Binary Segmentation. Representation of different classes

Augustas_Macys · March 23, 2021, 10:34pm

In binary segmentation, should the mask be represented as a matrix of 0s and 1s where 0 is one class (background) and 1 is another class. Or should it be represented as matrix of 0s and 255s where again 0 is one class (background) and 255 is another class. Or it does not matter?

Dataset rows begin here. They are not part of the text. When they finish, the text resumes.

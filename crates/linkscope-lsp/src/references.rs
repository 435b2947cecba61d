//! Find References.
//!
//! Given a position in the source, finds every resolved use of the declaration
//! under it, plus the declaration itself. Returns detailed reference
//! information including:
//! - `isWriteAccess`: whether the reference introduces the binding
//! - `isDefinition`: whether the reference is the declaration site
//! - `lineText`: the full text of the line containing the reference

use linkscope_common::{Location, Position, Range};
use linkscope_syntax::NodeIndex;

use crate::document::DocumentAnalysis;

/// Detailed information about a single reference to a declaration.
#[derive(Debug, Clone, PartialEq, Eq, serde::Serialize)]
#[serde(rename_all = "camelCase")]
pub struct ReferenceInfo {
    /// The location (file + range) of this reference.
    #[serde(flatten)]
    pub location: Location,
    pub is_write_access: bool,
    pub is_definition: bool,
    /// The full text of the line containing this reference.
    pub line_text: String,
}

impl ReferenceInfo {
    pub fn new(
        location: Location,
        is_write_access: bool,
        is_definition: bool,
        line_text: String,
    ) -> Self {
        Self {
            location,
            is_write_access,
            is_definition,
            line_text,
        }
    }
}

/// Find References provider.
pub struct FindReferences<'a> {
    analysis: &'a DocumentAnalysis,
}

impl<'a> FindReferences<'a> {
    pub fn new(analysis: &'a DocumentAnalysis) -> Self {
        Self { analysis }
    }

    /// All references to the declaration the identifier at `position`
    /// resolves to, ordered by position. Empty when nothing resolves.
    pub fn references(&self, position: Position) -> Vec<ReferenceInfo> {
        let Some(declaration) = self.target_declaration(position) else {
            return Vec::new();
        };
        let mut out: Vec<ReferenceInfo> = self
            .reference_ranges(declaration)
            .into_iter()
            .map(|(range, is_definition)| {
                ReferenceInfo::new(
                    Location::new(self.analysis.uri.clone(), range),
                    is_definition,
                    is_definition,
                    self.analysis.line_text(range.start.line).to_string(),
                )
            })
            .collect();
        out.sort_by_key(|r| (r.location.range.start, r.location.range.end));
        out
    }

    /// Declaration node behind the identifier at `position`.
    pub fn target_declaration(&self, position: Position) -> Option<NodeIndex> {
        let node = self.analysis.identifier_at(position)?;
        self.analysis.index.declaration_for(node).map(|d| d.node)
    }

    /// Narrowed ranges of a declaration and its resolved uses, flagged with
    /// whether each is the declaration site.
    pub fn reference_ranges(&self, declaration: NodeIndex) -> Vec<(Range, bool)> {
        let arena = &self.analysis.tree.arena;
        let reconciler = self.analysis.reconciler();
        let mut ranges = Vec::new();
        if let Some(range) = reconciler.name_range(arena, declaration) {
            ranges.push((range, true));
        }
        ranges.extend(
            self.analysis
                .index
                .occurrences_of(declaration)
                .filter_map(|o| reconciler.name_range(arena, o.node))
                .map(|range| (range, false)),
        );
        ranges
    }
}
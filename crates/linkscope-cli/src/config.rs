use anyhow::{Context, Result};
use std::path::{Path, PathBuf};
use tracing::debug;

use linkscope::AnalysisOptions;
use linkscope::common::config::CONFIG_FILE_NAME;

use crate::args::CliArgs;

/// Load `linkscope.json` from `explicit`, or from the first directory at or
/// above the document that has one. No file means default options.
pub fn load_options(explicit: Option<&Path>, document: &Path) -> Result<AnalysisOptions> {
    let path = match explicit {
        Some(path) => Some(path.to_path_buf()),
        None => find_config(document),
    };
    let Some(path) = path else {
        debug!("no {CONFIG_FILE_NAME} found, using defaults");
        return Ok(AnalysisOptions::default());
    };

    let text = std::fs::read_to_string(&path)
        .with_context(|| format!("failed to read config {}", path.display()))?;
    let options = AnalysisOptions::from_json(&text)
        .with_context(|| format!("invalid config {}", path.display()))?;
    debug!(path = %path.display(), "loaded config");
    Ok(options)
}

fn find_config(document: &Path) -> Option<PathBuf> {
    let start = document.parent()?;
    start
        .ancestors()
        .map(|dir| dir.join(CONFIG_FILE_NAME))
        .find(|candidate| candidate.is_file())
}

/// Command line flags take precedence over the config file.
pub fn apply_overrides(options: &mut AnalysisOptions, args: &CliArgs) {
    if let Some(name) = &args.wrapper_name {
        options.wrapper_name = name.clone();
    }
    for name in &args.extra_builtins {
        if !options.extra_builtins.contains(name) {
            options.extra_builtins.push(name.clone());
        }
    }
    if args.runtime_check {
        options.runtime_check.enabled = true;
    }
}

/// Options for the document named on the command line.
pub fn resolve_options(args: &CliArgs) -> Result<AnalysisOptions> {
    let document = &args.command.document().source;
    let mut options = load_options(args.config.as_deref(), document)?;
    apply_overrides(&mut options, args);
    Ok(options)
}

KFrank · March 24, 2021, 1:41pm

Hi Augustas!

The short answer is yes, the mask should be 0s and 1s (and, yes,
it does matter).

Specifically, when you use pytorch’s BCEWithLogitsLoss (or its
numerically-less-stable cousin BCELoss), the target (mask) you
pass in should be a floating-point tensor of probabilities that range
from 0.0 to 1.0.

When your ground-truth target has complete certainty, it would
have a value of 0.0 for the background – 0% probability of being
a foreground pixel – and a value of 1.0 for the foreground – 100%
probability of being a foreground pixel. However, by not restricting
the target to have only the values 0.0 and1.0, we admit the
possibility that the target can be probabilistic. So, for example,
a value of 0.75 would indicate that a pixel is probably a foreground
pixel – 75% likely – but could also be – 25% likely – a background
pixel.

(Using 0 and 255 – as you might have in an 8-bit black-and-white
image – won’t work. Pytorch’s BCEWithLogitsLoss requires target
values in the range [0.0, 1.0] and will give meaningless results for
values outside of this range.)

Best.

K. Frank